**Task to complete:** Show all lines of the entries in which the word "Critical" is found.

**Input records:**
◇ ◇ ◇ ◇

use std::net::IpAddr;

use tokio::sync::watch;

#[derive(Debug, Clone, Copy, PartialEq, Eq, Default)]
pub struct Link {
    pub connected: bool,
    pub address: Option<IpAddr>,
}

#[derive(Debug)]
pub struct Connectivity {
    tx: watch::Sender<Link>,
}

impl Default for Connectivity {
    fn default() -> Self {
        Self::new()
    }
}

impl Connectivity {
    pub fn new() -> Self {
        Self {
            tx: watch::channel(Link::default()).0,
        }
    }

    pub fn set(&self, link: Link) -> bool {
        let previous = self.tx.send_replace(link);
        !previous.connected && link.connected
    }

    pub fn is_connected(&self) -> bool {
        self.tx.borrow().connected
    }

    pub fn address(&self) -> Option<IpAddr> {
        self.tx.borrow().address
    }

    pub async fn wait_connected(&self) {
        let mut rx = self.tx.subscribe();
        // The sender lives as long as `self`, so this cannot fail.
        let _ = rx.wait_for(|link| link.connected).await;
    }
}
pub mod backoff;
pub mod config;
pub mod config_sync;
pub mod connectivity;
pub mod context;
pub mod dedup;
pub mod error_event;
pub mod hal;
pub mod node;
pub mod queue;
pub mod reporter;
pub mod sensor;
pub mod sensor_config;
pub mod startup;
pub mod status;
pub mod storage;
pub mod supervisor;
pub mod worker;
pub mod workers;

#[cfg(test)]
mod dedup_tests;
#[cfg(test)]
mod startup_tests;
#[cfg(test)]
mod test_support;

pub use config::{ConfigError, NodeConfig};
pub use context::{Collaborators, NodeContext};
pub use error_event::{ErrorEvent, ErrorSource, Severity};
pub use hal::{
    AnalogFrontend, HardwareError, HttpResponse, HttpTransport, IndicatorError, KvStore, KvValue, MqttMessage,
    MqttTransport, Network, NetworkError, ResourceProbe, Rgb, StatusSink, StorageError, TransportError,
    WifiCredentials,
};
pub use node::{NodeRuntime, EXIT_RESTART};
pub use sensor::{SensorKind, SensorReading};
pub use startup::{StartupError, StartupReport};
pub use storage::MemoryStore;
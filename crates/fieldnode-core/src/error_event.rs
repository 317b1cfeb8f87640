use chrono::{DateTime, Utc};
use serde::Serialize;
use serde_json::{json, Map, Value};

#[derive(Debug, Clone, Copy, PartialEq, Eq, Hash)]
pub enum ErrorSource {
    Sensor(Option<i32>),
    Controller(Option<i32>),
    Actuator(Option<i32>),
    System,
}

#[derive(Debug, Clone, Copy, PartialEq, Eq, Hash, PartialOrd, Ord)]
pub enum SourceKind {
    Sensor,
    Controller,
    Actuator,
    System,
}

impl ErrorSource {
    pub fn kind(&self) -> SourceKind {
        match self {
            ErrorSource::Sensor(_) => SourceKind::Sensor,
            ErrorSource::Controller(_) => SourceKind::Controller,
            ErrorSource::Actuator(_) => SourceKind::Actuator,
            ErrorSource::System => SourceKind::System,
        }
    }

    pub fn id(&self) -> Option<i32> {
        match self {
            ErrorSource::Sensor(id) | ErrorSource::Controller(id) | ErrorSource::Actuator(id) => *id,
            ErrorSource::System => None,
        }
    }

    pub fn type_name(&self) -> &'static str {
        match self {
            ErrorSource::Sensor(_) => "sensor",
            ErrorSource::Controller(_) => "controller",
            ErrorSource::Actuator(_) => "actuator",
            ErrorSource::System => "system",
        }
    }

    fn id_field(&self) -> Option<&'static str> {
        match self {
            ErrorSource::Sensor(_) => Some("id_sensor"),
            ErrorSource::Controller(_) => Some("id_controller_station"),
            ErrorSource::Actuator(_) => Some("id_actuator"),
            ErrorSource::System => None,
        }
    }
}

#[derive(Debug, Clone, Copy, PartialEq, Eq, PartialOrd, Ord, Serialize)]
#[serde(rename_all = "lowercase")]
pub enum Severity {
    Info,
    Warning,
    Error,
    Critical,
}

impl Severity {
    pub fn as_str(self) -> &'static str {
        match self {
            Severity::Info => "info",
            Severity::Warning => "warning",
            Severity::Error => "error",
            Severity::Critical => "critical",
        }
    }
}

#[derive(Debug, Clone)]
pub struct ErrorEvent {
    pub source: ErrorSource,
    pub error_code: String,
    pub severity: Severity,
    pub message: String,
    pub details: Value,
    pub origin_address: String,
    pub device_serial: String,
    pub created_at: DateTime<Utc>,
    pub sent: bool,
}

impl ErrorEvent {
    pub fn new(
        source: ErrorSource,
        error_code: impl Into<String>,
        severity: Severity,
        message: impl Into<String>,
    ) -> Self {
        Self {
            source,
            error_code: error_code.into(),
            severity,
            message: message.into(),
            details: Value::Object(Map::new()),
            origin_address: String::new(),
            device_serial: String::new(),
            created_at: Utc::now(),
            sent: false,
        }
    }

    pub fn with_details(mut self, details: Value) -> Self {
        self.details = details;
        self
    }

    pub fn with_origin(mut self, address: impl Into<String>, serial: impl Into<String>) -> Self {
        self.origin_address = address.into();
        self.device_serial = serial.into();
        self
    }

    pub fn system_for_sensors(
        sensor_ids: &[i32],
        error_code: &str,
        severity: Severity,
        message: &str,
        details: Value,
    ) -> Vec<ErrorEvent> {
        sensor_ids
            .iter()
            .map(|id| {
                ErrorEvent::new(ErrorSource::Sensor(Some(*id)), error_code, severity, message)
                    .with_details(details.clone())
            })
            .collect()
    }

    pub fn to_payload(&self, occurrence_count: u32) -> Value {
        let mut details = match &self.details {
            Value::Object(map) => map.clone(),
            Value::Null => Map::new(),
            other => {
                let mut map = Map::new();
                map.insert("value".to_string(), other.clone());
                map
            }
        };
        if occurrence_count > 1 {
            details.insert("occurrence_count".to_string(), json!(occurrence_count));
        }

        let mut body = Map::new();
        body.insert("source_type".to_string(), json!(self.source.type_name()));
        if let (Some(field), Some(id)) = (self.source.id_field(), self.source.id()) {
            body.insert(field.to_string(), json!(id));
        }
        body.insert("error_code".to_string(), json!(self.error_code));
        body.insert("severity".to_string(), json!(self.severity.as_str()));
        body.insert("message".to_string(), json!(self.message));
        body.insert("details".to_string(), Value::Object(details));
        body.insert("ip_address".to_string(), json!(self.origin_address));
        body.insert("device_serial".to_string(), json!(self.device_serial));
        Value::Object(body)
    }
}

◇ ◇ ◇ ◇

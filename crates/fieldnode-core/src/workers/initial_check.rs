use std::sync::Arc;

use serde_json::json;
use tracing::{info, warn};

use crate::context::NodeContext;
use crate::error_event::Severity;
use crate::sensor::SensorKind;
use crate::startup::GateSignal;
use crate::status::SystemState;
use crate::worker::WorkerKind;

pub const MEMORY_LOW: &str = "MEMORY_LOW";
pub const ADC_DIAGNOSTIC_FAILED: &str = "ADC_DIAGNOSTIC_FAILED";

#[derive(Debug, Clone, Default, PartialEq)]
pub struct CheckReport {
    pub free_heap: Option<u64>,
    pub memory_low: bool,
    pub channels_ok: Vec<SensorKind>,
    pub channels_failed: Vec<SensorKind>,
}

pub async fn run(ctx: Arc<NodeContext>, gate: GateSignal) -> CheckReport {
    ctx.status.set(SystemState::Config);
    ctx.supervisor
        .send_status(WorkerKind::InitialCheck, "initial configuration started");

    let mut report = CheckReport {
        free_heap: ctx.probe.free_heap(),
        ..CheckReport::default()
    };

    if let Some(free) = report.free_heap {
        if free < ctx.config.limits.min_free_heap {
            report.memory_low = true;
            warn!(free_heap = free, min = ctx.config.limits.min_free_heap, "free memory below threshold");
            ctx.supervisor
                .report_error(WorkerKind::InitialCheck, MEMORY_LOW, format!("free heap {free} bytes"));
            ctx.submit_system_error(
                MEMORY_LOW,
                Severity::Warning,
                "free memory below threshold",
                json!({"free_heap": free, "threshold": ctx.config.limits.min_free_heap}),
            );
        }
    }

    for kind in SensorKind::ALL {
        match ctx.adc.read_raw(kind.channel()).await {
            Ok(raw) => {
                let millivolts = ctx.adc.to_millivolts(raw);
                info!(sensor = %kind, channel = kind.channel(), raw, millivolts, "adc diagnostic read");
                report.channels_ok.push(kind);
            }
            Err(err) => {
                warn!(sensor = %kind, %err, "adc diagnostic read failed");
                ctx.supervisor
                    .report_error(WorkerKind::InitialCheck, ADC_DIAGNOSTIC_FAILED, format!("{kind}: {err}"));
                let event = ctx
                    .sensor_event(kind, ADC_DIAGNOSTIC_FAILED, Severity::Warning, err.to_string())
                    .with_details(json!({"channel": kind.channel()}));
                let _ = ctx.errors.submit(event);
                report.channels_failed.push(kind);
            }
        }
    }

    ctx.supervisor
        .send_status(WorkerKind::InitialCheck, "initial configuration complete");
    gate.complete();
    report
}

◇ ◇ ◇ ◇

**Answer box:**
    Critical,
            Severity::Critical => "critical",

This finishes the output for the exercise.